YOUR INSTRUCTIONS
Count every line below that holds "datasets". Number only.

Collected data

····················

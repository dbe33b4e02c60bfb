//! Per-dimension selection registers.

use std::collections::BTreeMap;

use mobility_map_dataset_models::{DatasetId, Dimension, SelectionKey, SelectionSet};
use serde::{Deserialize, Serialize};

static EMPTY: SelectionSet = SelectionSet::new();

/// One [`SelectionSet`] per filter dimension. Dimensions without an entry
/// are unselected.
#[derive(Debug, Clone, Default, PartialEq, Eq, Serialize, Deserialize)]
#[serde(transparent)]
pub struct Selections {
    sets: BTreeMap<Dimension, SelectionSet>,
}

impl Selections {
    #[must_use]
    pub const fn new() -> Self {
        Self {
            sets: BTreeMap::new(),
        }
    }

    /// The selection for `dimension`.
    #[must_use]
    pub fn get(&self, dimension: Dimension) -> &SelectionSet {
        self.sets.get(&dimension).unwrap_or(&EMPTY)
    }

    /// Replaces the selection for `dimension`.
    pub fn set(&mut self, dimension: Dimension, selection: SelectionSet) {
        if selection.is_empty() {
            self.sets.remove(&dimension);
        } else {
            self.sets.insert(dimension, selection);
        }
    }

    /// Order-independent key for `dimension`.
    #[must_use]
    pub fn key(&self, dimension: Dimension) -> SelectionKey {
        self.get(dimension).key()
    }

    /// Keys for every dimension of `dataset`, in
    /// [`DatasetId::dimensions`] order.
    #[must_use]
    pub fn keys_for(&self, dataset: DatasetId) -> Vec<SelectionKey> {
        dataset.dimensions().iter().map(|d| self.key(*d)).collect()
    }

    /// Whether any dimension of `dataset` has a selection.
    #[must_use]
    pub fn any_selected(&self, dataset: DatasetId) -> bool {
        dataset
            .dimensions()
            .iter()
            .any(|d| !self.get(*d).is_empty())
    }

    /// Whether no dimension has a selection.
    #[must_use]
    pub fn is_empty(&self) -> bool {
        self.sets.values().all(SelectionSet::is_empty)
    }

    pub fn clear(&mut self) {
        self.sets.clear();
    }
}
//! Basemap styles and the map viewport.

use serde::{Deserialize, Serialize};

/// One of the selectable background tile styles.
#[derive(Debug, Clone, Copy, Default, PartialEq, Eq, Hash, Serialize, Deserialize)]
#[serde(rename_all = "snake_case")]
pub enum Basemap {
    #[default]
    OpenStreetMap,
    Positron,
    DarkMatter,
}

impl Basemap {
    #[must_use]
    pub const fn all() -> &'static [Self] {
        &[Self::OpenStreetMap, Self::Positron, Self::DarkMatter]
    }

    /// Name shown in the layer switcher.
    #[must_use]
    pub const fn display_name(self) -> &'static str {
        match self {
            Self::OpenStreetMap => "OpenStreetMap",
            Self::Positron => "Light (Positron)",
            Self::DarkMatter => "Dark (Dark Matter)",
        }
    }

    /// Tile provider identifier understood by the map widget.
    #[must_use]
    pub const fn tiles(self) -> &'static str {
        match self {
            Self::OpenStreetMap => "OpenStreetMap",
            Self::Positron => "CartoDB positron",
            Self::DarkMatter => "CartoDB dark_matter",
        }
    }

    /// Finds a basemap by display name or tile identifier.
    #[must_use]
    pub fn from_name(name: &str) -> Option<Self> {
        Self::all()
            .iter()
            .copied()
            .find(|b| b.display_name() == name || b.tiles() == name)
    }

    /// Like [`Self::from_name`], falling back to the default basemap.
    #[must_use]
    pub fn resolve(name: &str) -> Self {
        Self::from_name(name).unwrap_or_default()
    }
}

/// Latitude of the default map centre (downtown Halifax).
pub const DEFAULT_CENTER_LAT: f64 = 44.649_605;
/// Longitude of the default map centre.
pub const DEFAULT_CENTER_LON: f64 = -63.592_300;
/// Default zoom level.
pub const DEFAULT_ZOOM: u8 = 13;

/// Centre and zoom of the map display.
#[derive(Debug, Clone, Copy, PartialEq, Serialize, Deserialize)]
#[serde(rename_all = "camelCase")]
pub struct MapViewport {
    /// Centre latitude.
    pub lat: f64,
    /// Centre longitude.
    pub lon: f64,
    /// Zoom level.
    pub zoom: u8,
}

impl Default for MapViewport {
    fn default() -> Self {
        Self {
            lat: DEFAULT_CENTER_LAT,
            lon: DEFAULT_CENTER_LON,
            zoom: DEFAULT_ZOOM,
        }
    }
}
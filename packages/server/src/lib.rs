#![cfg_attr(feature = "fail-on-warnings", deny(warnings))]
#![warn(clippy::all, clippy::pedantic, clippy::nursery, clippy::cargo)]
#![allow(clippy::multiple_crate_versions, clippy::cargo_common_metadata)]

//! Actix-Web server for the mobility map viewer.
//!
//! Loads the dataset catalog once at startup, keeps one selection state
//! per browser session, and answers every UI event with the rebuilt form
//! and page. The frontend bundle is served from the static directory.

mod handlers;
pub mod interactive;
pub mod sessions;

use std::num::NonZeroUsize;
use std::path::PathBuf;
use std::sync::Arc;

use actix_cors::Cors;
use actix_files::Files;
use actix_web::{App, HttpServer, middleware, web};
use mobility_map_dataset::progress::{LogProgress, ProgressCallback};
use mobility_map_dataset::{Catalog, DatasetError, DatasetLoader};
use mobility_map_filter::FilterEngine;
use mobility_map_filter::cache::DEFAULT_COLLISION_CAPACITY;
use mobility_map_render::FormTemplate;
use thiserror::Error;

use crate::sessions::SessionStore;

/// Errors raised while starting or serving.
#[derive(Debug, Error)]
pub enum ServerError {
    /// A required dataset failed to load.
    #[error(transparent)]
    Dataset(#[from] DatasetError),

    /// The blocking render task panicked or was cancelled.
    #[error("Render task failed: {0}")]
    Render(#[from] tokio::task::JoinError),

    /// No session has the requested id.
    #[error("Session {id} not found")]
    SessionNotFound {
        /// Requested id.
        id: String,
    },

    /// The session id is not a UUID.
    #[error("Invalid session id {id:?}")]
    InvalidSessionId {
        /// Offending id.
        id: String,
    },
}

/// Runtime settings, read from the environment.
#[derive(Debug, Clone, PartialEq, Eq)]
pub struct ServerConfig {
    /// Root of the dataset tree (`DATA_DIR`).
    pub data_dir: PathBuf,
    /// Listen address (`BIND_ADDR`).
    pub bind_addr: String,
    /// Listen port (`PORT`).
    pub port: u16,
    /// Capacity of the collision filter cache (`COLLISION_CACHE_SIZE`).
    pub collision_cache_size: NonZeroUsize,
    /// Frontend bundle directory (`STATIC_DIR`).
    pub static_dir: PathBuf,
    /// Minutes a session may stay idle (`SESSION_IDLE_MINUTES`).
    pub session_idle_minutes: i64,
}

impl Default for ServerConfig {
    fn default() -> Self {
        Self {
            data_dir: PathBuf::from("data"),
            bind_addr: "127.0.0.1".to_string(),
            port: 8080,
            collision_cache_size: DEFAULT_COLLISION_CAPACITY,
            static_dir: PathBuf::from("app/dist"),
            session_idle_minutes: 120,
        }
    }
}

impl ServerConfig {
    /// The idle limit for sessions; the default when
    /// `session_idle_minutes` does not fit in a [`chrono::Duration`].
    #[must_use]
    pub fn session_idle_limit(&self) -> chrono::Duration {
        chrono::Duration::try_minutes(self.session_idle_minutes).unwrap_or_else(|| {
            let fallback = Self::default().session_idle_minutes;
            log::warn!(
                "SESSION_IDLE_MINUTES={} is out of range; using {fallback}",
                self.session_idle_minutes
            );
            chrono::Duration::minutes(fallback)
        })
    }

    /// Reads every setting from its environment variable, keeping the
    /// default for unset or unparsable values.
    #[must_use]
    pub fn from_env() -> Self {
        let defaults = Self::default();
        Self {
            data_dir: std::env::var("DATA_DIR").map_or(defaults.data_dir, PathBuf::from),
            bind_addr: std::env::var("BIND_ADDR").unwrap_or(defaults.bind_addr),
            port: parsed_env("PORT").unwrap_or(defaults.port),
            collision_cache_size: parsed_env("COLLISION_CACHE_SIZE")
                .unwrap_or(defaults.collision_cache_size),
            static_dir: std::env::var("STATIC_DIR").map_or(defaults.static_dir, PathBuf::from),
            session_idle_minutes: parsed_env("SESSION_IDLE_MINUTES")
                .unwrap_or(defaults.session_idle_minutes),
        }
    }
}

fn parsed_env<T: std::str::FromStr>(name: &str) -> Option<T> {
    let value = std::env::var(name).ok()?;
    let parsed = value.trim().parse().ok();
    if parsed.is_none() {
        log::warn!("Ignoring invalid {name}={value:?}");
    }
    parsed
}

/// Shared application state.
pub struct AppState {
    /// Filters over the loaded catalog, with their result cache.
    pub engine: Arc<FilterEngine>,
    /// Form options, counted once at startup.
    pub form: Arc<FormTemplate>,
    pub sessions: SessionStore,
}

impl AppState {
    /// Loads the catalog under `config.data_dir` and builds the shared
    /// state around it.
    ///
    /// # Errors
    ///
    /// Returns [`ServerError::Dataset`] when a required dataset fails to
    /// load.
    pub fn load(
        config: &ServerConfig,
        progress: &Arc<dyn ProgressCallback>,
    ) -> Result<Self, ServerError> {
        let loader = DatasetLoader::new(&config.data_dir);
        let catalog = Arc::new(Catalog::load(&loader, progress)?);
        let form = Arc::new(FormTemplate::from_catalog(&catalog));
        let engine = Arc::new(FilterEngine::new(catalog, config.collision_cache_size));

        Ok(Self {
            engine,
            form,
            sessions: SessionStore::new(config.session_idle_limit()),
        })
    }
}

/// Registers the `/api` routes.
pub fn configure(cfg: &mut web::ServiceConfig) {
    cfg.service(
        web::scope("/api")
            .route("/health", web::get().to(handlers::health))
            .route("/basemaps", web::get().to(handlers::basemaps))
            .route("/datasets", web::get().to(handlers::datasets))
            .route("/sessions", web::post().to(handlers::create_session))
            .route("/sessions/{id}", web::get().to(handlers::get_session))
            .route("/sessions/{id}", web::delete().to(handlers::delete_session))
            .route("/sessions/{id}/events", web::post().to(handlers::post_event)),
    );
}

/// Starts the mobility map server.
///
/// Loads every required dataset, then serves the API and the frontend
/// bundle until shut down. The caller provides the async runtime (e.g. via
/// `#[actix_web::main]`) and the logger.
///
/// # Errors
///
/// Returns an `std::io::Result` error if a required dataset fails to load,
/// the server fails to bind, or it encounters a runtime error.
#[allow(clippy::future_not_send)]
pub async fn run_server(config: ServerConfig) -> std::io::Result<()> {
    log::info!("Loading datasets from {}...", config.data_dir.display());
    let state = AppState::load(&config, &LogProgress::shared()).map_err(|e| {
        log::error!("Failed to load datasets: {e}");
        std::io::Error::other(e.to_string())
    })?;
    let state = web::Data::new(state);

    let ServerConfig {
        bind_addr,
        port,
        static_dir,
        ..
    } = config;

    log::info!("Starting server on {bind_addr}:{port}");

    HttpServer::new(move || {
        let cors = Cors::permissive();

        App::new()
            .wrap(cors)
            .wrap(middleware::Logger::default())
            .app_data(state.clone())
            .configure(configure)
            // Serve frontend static files (production)
            .service(Files::new("/", static_dir.clone()).index_file("index.html"))
    })
    .bind((bind_addr, port))?
    .run()
    .await
}
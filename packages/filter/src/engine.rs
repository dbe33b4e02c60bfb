//! The filter engine: per-dataset entry points over a shared catalog.

use std::num::NonZeroUsize;
use std::sync::Arc;

use mobility_map_dataset::Catalog;
use mobility_map_dataset_models::{DatasetId, SelectionKey};

use crate::predicate::{filter_collisions, filter_dimensions};
use crate::{FilterCache, FilterKey, FilteredSet};

/// Result of a collision filter.
#[derive(Debug, Clone, PartialEq)]
pub struct CollisionResult {
    /// Matching rows.
    pub set: FilteredSet,
    /// Selected years whose file could not be read.
    pub failed_years: Vec<i32>,
}

/// Filters the datasets of one [`Catalog`], memoizing every result.
pub struct FilterEngine {
    catalog: Arc<Catalog>,
    cache: FilterCache,
}

impl FilterEngine {
    /// Creates an engine keeping up to `collision_capacity` collision
    /// results.
    #[must_use]
    pub fn new(catalog: Arc<Catalog>, collision_capacity: NonZeroUsize) -> Self {
        Self {
            catalog,
            cache: FilterCache::new(collision_capacity),
        }
    }

    #[must_use]
    pub fn catalog(&self) -> &Arc<Catalog> {
        &self.catalog
    }

    #[must_use]
    pub const fn cache(&self) -> &FilterCache {
        &self.cache
    }

    /// Filters a single-file dataset. `selections` holds one key per
    /// dimension in [`DatasetId::dimensions`] order; missing trailing keys
    /// count as unselected.
    ///
    /// Collisions are served by [`Self::collisions`]; asking for them here
    /// returns an empty set.
    #[must_use]
    pub fn filter(&self, dataset: DatasetId, selections: &[SelectionKey]) -> Arc<FilteredSet> {
        if dataset == DatasetId::Collisions {
            log::warn!("Collisions must be filtered by year and characteristic");
            return Arc::new(FilteredSet::empty(dataset));
        }

        let dimensions = dataset.dimensions();
        let mut keys: Vec<SelectionKey> = selections.iter().take(dimensions.len()).cloned().collect();
        keys.resize(dimensions.len(), SelectionKey::empty());
        let key = FilterKey::new(dataset, keys);

        if key.is_unselected() {
            return Arc::new(FilteredSet::empty(dataset));
        }

        self.cache.static_result(key.clone(), || {
            let constraints: Vec<(&str, &SelectionKey)> = dimensions
                .iter()
                .zip(&key.selections)
                .filter_map(|(dimension, selection)| {
                    dimension.column().map(|column| (column, selection))
                })
                .collect();
            filter_dimensions(&self.catalog.dataset(dataset), &constraints)
        })
    }

    /// Junctions whose type is in `types`.
    #[must_use]
    pub fn junctions(&self, types: &SelectionKey) -> Arc<FilteredSet> {
        self.filter(DatasetId::Junctions, std::slice::from_ref(types))
    }

    /// Traffic controls whose type is in `types`.
    #[must_use]
    pub fn traffic_controls(&self, types: &SelectionKey) -> Arc<FilteredSet> {
        self.filter(DatasetId::TrafficControls, std::slice::from_ref(types))
    }

    /// Traffic-calming assets whose code is in `codes`.
    #[must_use]
    pub fn traffic_calming(&self, codes: &SelectionKey) -> Arc<FilteredSet> {
        self.filter(DatasetId::TrafficCalming, std::slice::from_ref(codes))
    }

    /// Street lights by use and material; either may be unselected.
    #[must_use]
    pub fn street_lights(&self, uses: &SelectionKey, materials: &SelectionKey) -> Arc<FilteredSet> {
        self.filter(DatasetId::StreetLights, &[uses.clone(), materials.clone()])
    }

    /// Centrelines by length bucket label and street class; either may be
    /// unselected.
    #[must_use]
    pub fn centrelines(&self, buckets: &SelectionKey, classes: &SelectionKey) -> Arc<FilteredSet> {
        self.filter(DatasetId::Centrelines, &[buckets.clone(), classes.clone()])
    }

    /// Collisions in `years` having every characteristic in
    /// `characteristics`.
    #[must_use]
    pub fn collisions(
        &self,
        years: &SelectionKey,
        characteristics: &SelectionKey,
    ) -> Arc<CollisionResult> {
        let key = FilterKey::new(
            DatasetId::Collisions,
            vec![years.clone(), characteristics.clone()],
        );
        if key.is_unselected() {
            return Arc::new(CollisionResult {
                set: FilteredSet::empty(DatasetId::Collisions),
                failed_years: Vec::new(),
            });
        }

        self.cache.collision_result(key, || {
            let (set, failed_years) =
                filter_collisions(self.catalog.collisions(), years, characteristics);
            CollisionResult { set, failed_years }
        })
    }

    /// Row count of `dataset` filtered by one key per dimension.
    #[must_use]
    pub fn count(&self, dataset: DatasetId, selections: &[SelectionKey]) -> usize {
        match dataset {
            DatasetId::Collisions => {
                let empty = SelectionKey::empty();
                let years = selections.first().unwrap_or(&empty);
                let characteristics = selections.get(1).unwrap_or(&empty);
                self.collisions(years, characteristics).set.len()
            }
            _ => self.filter(dataset, selections).len(),
        }
    }
}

····················

RESULT
4